Weng Yan, Ran Jingxue, Peng Yongmei, Xiang Yining, Xu Liangbi
Clinical College of Guiyang Medical University, Guiyang, China.
Department of Pathology, The Affiliated Hospital of Guizhou Medical University, Guiyang, China.
J Gastrointest Oncol. 2022 Jun;13(3):1121-1131. doi: 10.21037/jgo-22-369.
To explore the white light endoscopy and endoscopic ultrasonography (EUS) features of rectal hyperplastic polyps (rHP) misdiagnosed as rectal neuroendocrine neoplasms (rNENs). In rNENs with a diameter of 5-10 mm, the endoscopic findings are not typical and some of them are similar to rHP, so it is not uncommon to misdiagnose rNENs as rHP. However, misdiagnosis of rHP as rNENs has not been reported in the literature, which can alert clinicians to the existence of this possibility and avoid over-treatment.
We collected 245 cases of rectal submucosal tumor (SMT) diagnosed by endoscopy in our hospital from January 2015 to December 2020 and 103 patients with suspected rNENs identified through endoscopy. A retrospective analysis was conducted of the shape, color, vascular dilatation, and boundary on the surface of the lesion under white light endoscope, and the source, boundary, and echo characteristics of EUS. We also analyzed the endoscopic features of rHP misdiagnosed as rNENs. Endoscopic diagnosis and pathological diagnosis were reviewed by a senior endoscopic expert and pathologist respectively. The counting data were tested and analyzed by χ test and Fisher exact probability method.
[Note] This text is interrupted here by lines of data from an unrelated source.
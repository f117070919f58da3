//! First-person raycaster viewer.
//!
//! Controls  W/↑ forward · S/↓ backward · A/← turn left · D/→ turn right · Esc quit
//!
//! Build:  cargo run --release -- [--level room.txt] [--wall bricks.rtex]

use std::{
    path::PathBuf,
    time::{Duration, Instant},
};

use anyhow::Context;
use clap::Parser;
use log::info;
use minifb::{Key, Window, WindowOptions};

use yaray_rs::{
    assets::{Level, demo, load_texture},
    engine::Engine,
    renderer::Software,
    settings::{self, Settings},
    sim::KeyState,
};

const TICK_FPS: usize = 33; // ~30 ms per tick

#[derive(Parser, Debug)]
#[command(author, version, about, long_about = None)]
struct Args {
    /// Level file; the built-in demo room when omitted.
    #[arg(long)]
    level: Option<PathBuf>,

    /// Extra RTEX wall textures, appended after the two built-in ones
    /// (first file draws wall id 3).
    #[arg(long = "wall")]
    walls: Vec<PathBuf>,

    /// Presented pixels per projection pixel.
    #[arg(long, default_value_t = settings::SCALE)]
    scale: usize,

    /// Horizontal field of view, degrees.
    #[arg(long, default_value_t = settings::FOV)]
    fov: f64,

    /// Log level (off, error, warn, info, debug, trace)
    #[arg(long, default_value = "info")]
    log_level: String,
}

fn main() -> anyhow::Result<()> {
    let args = Args::parse();
    env_logger::Builder::from_env(env_logger::Env::default().default_filter_or(&args.log_level))
        .init();

    /* ─────────── assets ──────────────────────────────────────────── */
    let level = match &args.level {
        Some(path) => Level::from_file(path)
            .with_context(|| format!("cannot load level {}", path.display()))?,
        None => demo::demo_level()?,
    };

    let mut bank = demo::demo_bank()?;
    for path in &args.walls {
        let tex = load_texture(path)
            .with_context(|| format!("cannot load texture {}", path.display()))?;
        let id = bank.insert(path.display().to_string(), tex)?;
        let wall_id = bank.push_wall(id)?;
        info!("{} → wall id {wall_id}", path.display());
    }

    /* ─────────── engine ──────────────────────────────────────────── */
    let mut settings = Settings {
        scale: args.scale,
        fov: args.fov,
        ..Settings::default()
    };
    if let Some((pos, angle)) = level.start {
        settings.start_pos = pos;
        settings.start_angle = angle;
    }

    let (w, h) = (settings.screen_width, settings.screen_height);
    let mut engine = Engine::new(Software::default(), &settings, level.map, bank)?;
    let scale = engine.projection().scale;

    let mut win = Window::new("Rust Raycaster", w, h, WindowOptions::default())?;
    win.set_target_fps(TICK_FPS);
    let mut surface = vec![0u32; w * h];

    // ────────────────── benchmarking state ──────────────────────────────
    let mut acc_time = Duration::ZERO;
    let mut acc_frames = 0usize;
    let mut last_print = Instant::now();
    let mut paused = false;

    while win.is_open() && !win.is_key_down(Key::Escape) {
        /* unfocused window: skip the tick entirely */
        if !win.is_active() {
            if !paused {
                info!("paused");
                paused = true;
            }
            win.update();
            continue;
        }
        if paused {
            info!("resumed");
            paused = false;
        }

        let keys = KeyState::from_bools(
            win.is_key_down(Key::W) || win.is_key_down(Key::Up),
            win.is_key_down(Key::S) || win.is_key_down(Key::Down),
            win.is_key_down(Key::A) || win.is_key_down(Key::Left),
            win.is_key_down(Key::D) || win.is_key_down(Key::Right),
        );

        let t0 = Instant::now();
        engine.tick(keys).blit_scaled(&mut surface, scale);
        acc_time += t0.elapsed();
        acc_frames += 1;

        win.update_with_buffer(&surface, w, h)?;

        if last_print.elapsed() >= Duration::from_secs(3) {
            let avg_ms = acc_time.as_secs_f64() * 1000.0 / acc_frames.max(1) as f64;
            info!("avg frame: {avg_ms:.2} ms");
            acc_time = Duration::ZERO;
            acc_frames = 0;
            last_print = Instant::now();
        }
    }
    Ok(())
}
A total of 103 cases of rNENs were diagnosed by endoscope, among whom 75 cases were confirmed as rNENs (72.8%) and 8 cases as rHP (7.8%) by histopathology. There was no significant difference between rNENs and rHP in terms of gender, age, clinical manifestation, shape and color of lesions, dilatation of blood vessels on the surface, and location of lesions. Meanwhile, there were significant differences in whether the boundary of the lesion was clear under white light endoscopy, and the source, echo, and boundary of the lesion under EUS.
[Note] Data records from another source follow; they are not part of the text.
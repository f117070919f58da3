#[allow(clippy::module_inception)]
pub mod engine;
pub mod projection;
pub mod raycast;
pub mod types;

pub use engine::{Engine, EngineError};
pub use raycast::{EDGE_WALL, RayCaster};
pub use types::{ProjectionConfig, RayCastConfig, RayHit};
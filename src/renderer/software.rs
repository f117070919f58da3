//! ---------------------------------------------------------------------------
//! Classic software (CPU) column renderer
//!
//! * Fills a [`Framebuffer`] in RGBA byte order at projection resolution.
//! * Every column is composited on its own: sky above the wall strip, the
//!   wall strip itself, then floorcasting below it.  No depth buffer.
//! ---------------------------------------------------------------------------

use glam::DVec2;

use crate::{
    engine::{
        projection::{correct_floor_distance, floor_distance, wall_height},
        types::{ProjectionConfig, RayHit},
    },
    renderer::{Framebuffer, Renderer, Scene},
    world::{Color, PlayerState, direction},
};

/// Colour every frame starts from; floor pixels that are skipped keep it.
pub const CLEAR_COLOR: Color = Color::BLACK;

/// Extra rows drawn below every wall texel run.  Fractional row heights at
/// low resolution otherwise leave one-pixel gaps between runs and at the
/// wall/floor boundary.
pub const SEAM_OVERDRAW: f64 = 2.0;

/*───────────────────────────────────────────────────────────────────────*/
/*                              Backend                                 */
/*───────────────────────────────────────────────────────────────────────*/

#[derive(Default)]
pub struct Software {
    fb: Framebuffer,
    width: usize,
    height: usize,
    half_h: f64,
    /// first row of the lower screen half
    horizon: i64,
}

/*──────────────────────── Renderer trait impl ────────────────────────*/
impl Renderer for Software {
    fn begin_frame(&mut self, projection: &ProjectionConfig) {
        // (re)allocate if resolution changed
        if projection.width != self.width || projection.height != self.height {
            self.width = projection.width;
            self.height = projection.height;
            self.half_h = projection.half_h;
            self.horizon = (projection.height / 2) as i64;
            self.fb.resize(self.width, self.height);
        }
        self.fb.clear(CLEAR_COLOR);
    }

    fn draw_background(&mut self, column: usize, hit: &RayHit, scene: &Scene) {
        let Some(sky) = scene.bank.background() else {
            return;
        };
        let bottom = self.wall_top(hit).min(self.height as i64);
        let u = background_texel_x(scene.player.angle, column, sky.width());

        for row in 0..bottom.max(0) {
            let v = background_texel_y(row as usize, sky.height());
            self.fb.put(column as i64, row, sky.sample(u, v));
        }
    }

    fn draw_wall(&mut self, column: usize, hit: &RayHit, scene: &Scene) {
        // wall ids are checked against the table when the engine is built
        let tex = scene
            .bank
            .wall(hit.wall_id)
            .unwrap_or_else(|| scene.bank.missing());

        let wall_h = wall_height(self.half_h, hit.corrected_distance) as f64;
        let top = self.horizon as f64 - wall_h;
        let row_step = 2.0 * wall_h / tex.height() as f64;
        let u = wall_texel_x(hit.hit, tex.width());

        for i in 0..tex.height() {
            let y = top + i as f64 * row_step;
            let color = tex.sample(u, i as i64);
            self.fb.vertical_run(
                column,
                y.floor() as i64,
                (y + row_step + SEAM_OVERDRAW).floor() as i64,
                color,
            );
        }
    }

    fn draw_floor(&mut self, column: usize, hit: &RayHit, scene: &Scene) {
        let wall_h = wall_height(self.half_h, hit.corrected_distance);
        let first = self.horizon.saturating_add(wall_h).saturating_add(1);
        let last = self.height as i64;
        if first > last {
            return;
        }

        // scan-line `y` is the lower edge of pixel row `y - 1`
        for y in first..=last {
            let world = floor_point(scene.player, hit.ray_angle, y as usize, self.height);
            let Some(tile) = scene.map.tile_at(world) else {
                continue;
            };
            let Some(tex) = scene.bank.floor(tile) else {
                continue;
            };
            let u = (world.x * tex.width() as f64).floor() as i64;
            let v = (world.y * tex.height() as f64).floor() as i64;
            self.fb.put(column as i64, y - 1, tex.sample(u, v));
        }
    }

    fn end_frame(&mut self) -> &Framebuffer {
        &self.fb
    }

    fn framebuffer(&self) -> &Framebuffer {
        &self.fb
    }
}

/*──────────────────────── column geometry ────────────────────────────*/

impl Software {
    /// First row of the wall strip for `hit` (may be negative).
    #[inline]
    fn wall_top(&self, hit: &RayHit) -> i64 {
        self.horizon
            .saturating_sub(wall_height(self.half_h, hit.corrected_distance))
    }
}

/// Texture column for a wall hit.
///
/// Walls are grid aligned, so one of `hit.x` / `hit.y` is (nearly) integral at
/// the surface and their sum runs along the wall face.
#[inline]
pub fn wall_texel_x(hit: DVec2, tex_w: usize) -> i64 {
    ((tex_w as f64 * (hit.x + hit.y)).floor() as i64).rem_euclid(tex_w as i64)
}

/// Panorama column: one texel per degree of heading plus one per screen column.
#[inline]
pub fn background_texel_x(player_angle: f64, column: usize, sky_w: usize) -> i64 {
    (player_angle + column as f64).rem_euclid(sky_w as f64).floor() as i64
}

#[inline]
pub fn background_texel_y(row: usize, sky_h: usize) -> i64 {
    (row % sky_h) as i64
}

/// World point seen on floor scan-line `y` along a ray heading `ray_angle`.
///
/// Texture coordinates are taken from this absolute point rather than from
/// its offset inside the tile, so floor textures scroll continuously across
/// tile borders.
pub fn floor_point(player: &PlayerState, ray_angle: f64, y: usize, height: usize) -> DVec2 {
    let distance = correct_floor_distance(floor_distance(y, height), ray_angle, player.angle);
    player.pos + direction(ray_angle) * distance
}

/*──────────────────────────────── Tests ───────────────────────────────*/
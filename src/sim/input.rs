use bitflags::bitflags;

bitflags! {
    /// Keys held down during one tick.  Every flag is independent: holding
    /// FORWARD and BACKWARD together is legal and cancels out.
    #[derive(Debug, Clone, Copy, Default, PartialEq, Eq, Hash)]
    pub struct KeyState: u8 {
        const FORWARD  = 0b0001;
        const BACKWARD = 0b0010;
        const LEFT     = 0b0100;
        const RIGHT    = 0b1000;
    }
}

impl KeyState {
    pub fn from_bools(forward: bool, backward: bool, left: bool, right: bool) -> Self {
        let mut keys = KeyState::empty();
        keys.set(KeyState::FORWARD, forward);
        keys.set(KeyState::BACKWARD, backward);
        keys.set(KeyState::LEFT, left);
        keys.set(KeyState::RIGHT, right);
        keys
    }
}

#[cfg(test)]
mod tests {
    use super::*;

    #[test]
    fn from_bools_sets_each_flag() {
        let keys = KeyState::from_bools(true, false, false, true);
        assert!(keys.contains(KeyState::FORWARD | KeyState::RIGHT));
        assert!(!keys.intersects(KeyState::BACKWARD | KeyState::LEFT));
        assert_eq!(KeyState::from_bools(false, false, false, false), KeyState::empty());
    }
}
The morphology of some rHP is similar to rNENs under endoscopy. The boundary is clear under white light endoscopy and the source, echo, and boundary under EUS are helpful for the diagnosis of rNENs and rHP.
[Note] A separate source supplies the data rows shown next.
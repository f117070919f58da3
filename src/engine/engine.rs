use log::{debug, info, warn};

use crate::{
    engine::{
        raycast::{EDGE_WALL, RayCaster},
        types::{ProjectionConfig, RayHit},
    },
    renderer::{Framebuffer, Renderer, RendererExt, Scene},
    settings::{ConfigError, Settings},
    sim::{KeyState, MovementController},
    world::{EMPTY, MapError, PlayerState, TextureBank, TileId, TileMap},
};

/// Reasons an engine refuses to start.
#[derive(Debug, thiserror::Error)]
pub enum EngineError {
    #[error(transparent)]
    Config(#[from] ConfigError),

    #[error(transparent)]
    Map(#[from] MapError),

    #[error("wall id {wall_id} has no wall texture ({available} registered)")]
    MissingWallTexture { wall_id: TileId, available: usize },

    #[error("player start ({x}, {y}) is not on an empty tile")]
    StartNotWalkable { x: f64, y: f64 },
}

/// One play session: owns the map, the player, the textures and a renderer,
/// and turns key states into finished frames.
///
/// There is no hidden timer.  Each [`Engine::tick`] runs one complete frame;
/// a tick the caller skips (window unfocused, paused) simply never happens.
pub struct Engine<R: Renderer> {
    renderer: R,
    map: TileMap,
    player: PlayerState,
    texture_bank: TextureBank,
    projection: ProjectionConfig,
    caster: RayCaster,
    movement: MovementController,
    hits: Vec<RayHit>,
}

impl<R: Renderer> Engine<R> {
    /// Validate everything that could otherwise fail mid-frame and build the
    /// session.
    pub fn new(
        renderer: R,
        settings: &Settings,
        map: TileMap,
        texture_bank: TextureBank,
    ) -> Result<Self, EngineError> {
        settings.validate()?;
        map.check_enclosed()?;

        // real walls plus the synthetic id used by rays leaving the grid
        let needed = map.max_wall_id().max(EDGE_WALL);
        if needed as usize > texture_bank.wall_count() {
            return Err(EngineError::MissingWallTexture {
                wall_id: needed,
                available: texture_bank.wall_count(),
            });
        }

        let player = settings.player();
        if !map.is_walkable(player.pos) {
            return Err(EngineError::StartNotWalkable {
                x: player.pos.x,
                y: player.pos.y,
            });
        }

        // drawable without these; the affected pixels keep the clear colour
        if texture_bank.background().is_none() {
            warn!("no background texture registered, sky will not be drawn");
        }
        if texture_bank.floor(EMPTY).is_none() {
            warn!("no floor texture for empty tiles, floor will not be drawn");
        }

        let projection = settings.projection();
        debug!(
            "projection {}x{} (scale {}), precision {}",
            projection.width, projection.height, projection.scale, settings.precision
        );
        info!(
            "engine ready: {}x{} map, {} wall textures, player at ({:.2}, {:.2}) facing {:.1}°",
            map.width(),
            map.height(),
            texture_bank.wall_count(),
            player.pos.x,
            player.pos.y,
            player.angle
        );

        Ok(Self {
            renderer,
            map,
            player,
            texture_bank,
            projection,
            caster: RayCaster::new(settings.ray_cast()),
            movement: settings.movement(),
            hits: Vec::with_capacity(projection.width),
        })
    }

    /// Apply one tick of input and render the resulting frame.
    pub fn tick(&mut self, keys: KeyState) -> &Framebuffer {
        self.movement.update(&mut self.player, keys, &self.map);
        self.render_frame()
    }

    /// Render the current state without moving.
    pub fn render_frame(&mut self) -> &Framebuffer {
        self.caster
            .cast_into(&self.player, &self.projection, &self.map, &mut self.hits);

        let scene = Scene {
            player: &self.player,
            map: &self.map,
            bank: &self.texture_bank,
        };
        self.renderer.draw_frame(&self.projection, &self.hits, &scene)
    }

    #[inline]
    pub fn player(&self) -> &PlayerState {
        &self.player
    }

    #[inline]
    pub fn map(&self) -> &TileMap {
        &self.map
    }

    #[inline]
    pub fn projection(&self) -> &ProjectionConfig {
        &self.projection
    }

    /// Hits of the most recent frame, left to right.
    #[inline]
    pub fn last_hits(&self) -> &[RayHit] {
        &self.hits
    }

    #[inline]
    pub fn framebuffer(&self) -> &Framebuffer {
        self.renderer.framebuffer()
    }
}
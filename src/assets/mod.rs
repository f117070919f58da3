//! Asset collaborators: everything that turns files (or nothing at all) into
//! maps and textures.  The engine itself never touches the filesystem.

pub mod demo;
pub mod level;
pub mod raw;

pub use level::{Level, LevelError};
pub use raw::{RawTextureError, load_texture, read_texture, save_texture, write_texture};
use glam::DVec2;

use crate::world::TileId;

/// Constants that depend on the *projection* buffer, not on the map.
///
/// The scene is rendered at `width × height` and upscaled by `scale` for
/// presentation.
#[derive(Clone, Copy, Debug, PartialEq)]
pub struct ProjectionConfig {
    pub width: usize,
    pub height: usize,
    pub half_h: f64, // pre-derived for speed
    pub scale: usize,
}

impl ProjectionConfig {
    pub fn new(width: usize, height: usize, scale: usize) -> Self {
        Self {
            width,
            height,
            half_h: height as f64 * 0.5,
            scale,
        }
    }
}

/// Ray-marching parameters shared by every column of a frame.
#[derive(Clone, Copy, Debug, PartialEq)]
pub struct RayCastConfig {
    /// marching steps per tile of travelled distance
    pub precision: u32,
    /// degrees between adjacent columns (`fov / projection width`)
    pub increment_angle: f64,
}

impl RayCastConfig {
    pub fn new(precision: u32, fov: f64, projection_width: usize) -> Self {
        Self {
            precision,
            increment_angle: fov / projection_width as f64,
        }
    }
}

/// What one column's ray found.
#[derive(Clone, Copy, Debug, PartialEq)]
pub struct RayHit {
    pub wall_id: TileId,
    /// fractional world position of the wall surface
    pub hit: DVec2,
    /// Euclidean player → hit distance
    pub raw_distance: f64,
    /// distance along the viewing axis; equals `raw_distance` until corrected
    pub corrected_distance: f64,
    /// absolute ray heading, degrees
    pub ray_angle: f64,
}
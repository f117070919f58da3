//! Fisheye removal and the screen ↔ distance relations built on it.
//!
//! Every ray leaves the same point, so a flat wall seen at the edge of the
//! view is farther away along the ray than straight ahead.  Projecting the
//! ray length onto the viewing axis undoes that curvature.  Both variants
//! take the ray's *own* heading relative to the player's, never the absolute
//! ray heading.

use crate::engine::types::RayHit;

/// Smallest distance the projection divides by.
pub const MIN_DISTANCE: f64 = 1e-6;

/// Angle between a ray and the viewing axis, radians.
#[inline]
fn relative_angle(ray_angle: f64, player_angle: f64) -> f64 {
    (ray_angle - player_angle).to_radians()
}

/// Hypotenuse → adjacent side: distance measured along the viewing axis.
#[inline]
pub fn correct_wall_distance(raw: f64, ray_angle: f64, player_angle: f64) -> f64 {
    raw * relative_angle(ray_angle, player_angle).cos()
}

/// Floor distances come out of [`floor_distance`] already measured on the
/// viewing axis, so the stretch is applied the other way round.
#[inline]
pub fn correct_floor_distance(distance: f64, ray_angle: f64, player_angle: f64) -> f64 {
    distance / relative_angle(ray_angle, player_angle).cos()
}

/// Fill `corrected_distance` for every hit of a frame.
pub fn correct_hits(hits: &mut [RayHit], player_angle: f64) {
    for h in hits {
        h.corrected_distance = correct_wall_distance(h.raw_distance, h.ray_angle, player_angle);
    }
}

/// Half-height (pixels) of a wall strip at `distance`: nearer walls are taller.
#[inline]
pub fn wall_height(half_h: f64, distance: f64) -> i64 {
    (half_h / distance.max(MIN_DISTANCE)).floor() as i64
}

/// Distance to the floor seen on scan-line `y` of a `height`-pixel projection.
///
/// Defined for `height / 2 < y <= height`; it falls from large values at the
/// horizon to exactly `1` at `y == height`.  Uses the projection height, which
/// implicitly fixes the vertical field of view.
#[inline]
pub fn floor_distance(y: usize, height: usize) -> f64 {
    let h = height as f64;
    h / (2.0 * y as f64 - h)
}

/// [`floor_distance`] for pixel row `row`, whose lower edge is scan-line `row + 1`.
#[inline]
pub fn floor_row_distance(row: usize, height: usize) -> f64 {
    floor_distance(row + 1, height)
}

#[cfg(test)]
mod tests {
    use super::*;
    use assert_approx_eq::assert_approx_eq;
    use glam::DVec2;

    #[test]
    fn centre_ray_is_left_untouched() {
        assert_eq!(correct_wall_distance(7.25, 123.0, 123.0), 7.25);
        assert_eq!(correct_floor_distance(3.5, 123.0, 123.0), 3.5);
    }

    #[test]
    fn correction_uses_the_relative_angle() {
        // 60° off axis halves the distance, whatever the absolute heading is.
        assert_approx_eq!(correct_wall_distance(10.0, 60.0, 0.0), 5.0, 1e-12);
        assert_approx_eq!(correct_wall_distance(10.0, 330.0, 270.0), 5.0, 1e-12);
        // using the absolute heading (cos 330°) would give 8.66
        assert!((correct_wall_distance(10.0, 330.0, 270.0) - 8.660254).abs() > 1.0);
    }

    #[test]
    fn floor_correction_divides() {
        assert_approx_eq!(correct_floor_distance(5.0, 150.0, 90.0), 10.0, 1e-12);
        assert_approx_eq!(correct_floor_distance(5.0, 30.0, 90.0), 10.0, 1e-12);
    }

    #[test]
    fn correct_hits_projects_every_column() {
        let hit = |ray_angle| RayHit {
            wall_id: 1,
            hit: DVec2::ZERO,
            raw_distance: 4.0,
            corrected_distance: 4.0,
            ray_angle,
        };
        let mut hits = [hit(30.0), hit(90.0), hit(150.0)];
        correct_hits(&mut hits, 90.0);
        assert_approx_eq!(hits[0].corrected_distance, 2.0, 1e-12);
        assert_eq!(hits[1].corrected_distance, 4.0);
        assert_approx_eq!(hits[2].corrected_distance, 2.0, 1e-12);
    }

    #[test]
    fn bottom_row_is_one_tile_away() {
        assert_eq!(floor_row_distance(119, 120), 1.0);
        assert_eq!(floor_distance(120, 120), 1.0);
        assert_eq!(floor_row_distance(61, 120), 120.0 / 4.0);
    }

    #[test]
    fn floor_distance_falls_towards_the_bottom() {
        let h = 120;
        let mut prev = f64::INFINITY;
        for row in h / 2..h {
            let d = floor_row_distance(row, h);
            assert!(d < prev && d >= 1.0);
            prev = d;
        }
    }

    #[test]
    fn wall_height_is_inverse_and_never_divides_by_zero() {
        assert_eq!(wall_height(60.0, 1.0), 60);
        assert_eq!(wall_height(60.0, 7.0), 8);
        assert_eq!(wall_height(60.0, 2.0), 30);
        assert!(wall_height(60.0, 0.0) > 0);
        assert!(wall_height(60.0, -1.0) > 0);
    }
}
探讨误诊为直肠神经内分泌肿瘤(rNENs)的直肠增生性息肉(rHP)的白光内镜及内镜超声(EUS)特征。在直径为5 - 10 mm的rNENs中,内镜表现不典型,部分与rHP相似,因此将rNENs误诊为rHP并不少见。然而,rHP误诊为rNENs在文献中尚未见报道,这可提醒临床医生存在这种可能性并避免过度治疗。
收集我院2015年1月至2020年12月期间经内镜诊断的245例直肠黏膜下肿瘤(SMT)及103例经内镜检查怀疑为rNENs的患者。对白光内镜下病变表面的形态、颜色、血管扩张及边界,以及EUS的起源、边界及回声特征进行回顾性分析。同时分析误诊为rNENs的rHP的内镜特征。分别由资深内镜专家和病理学家对内镜诊断及病理诊断进行复核。计数资料采用χ检验和Fisher确切概率法进行检验分析。
共103例经内镜诊断为rNENs,其中75例经组织病理学确诊为rNENs(72.8%),8例为rHP(7.8%)。rNENs与rHP在性别、年龄、临床表现、病变形态和颜色、表面血管扩张及病变部位方面无显著差异。同时,白光内镜下病变边界是否清晰,以及EUS下病变的起源、回声及边界存在显著差异。
部分rHP在内镜下形态与rNENs相似。白光内镜下边界清晰,EUS下的起源、回声及边界有助于rNENs和rHP的诊断。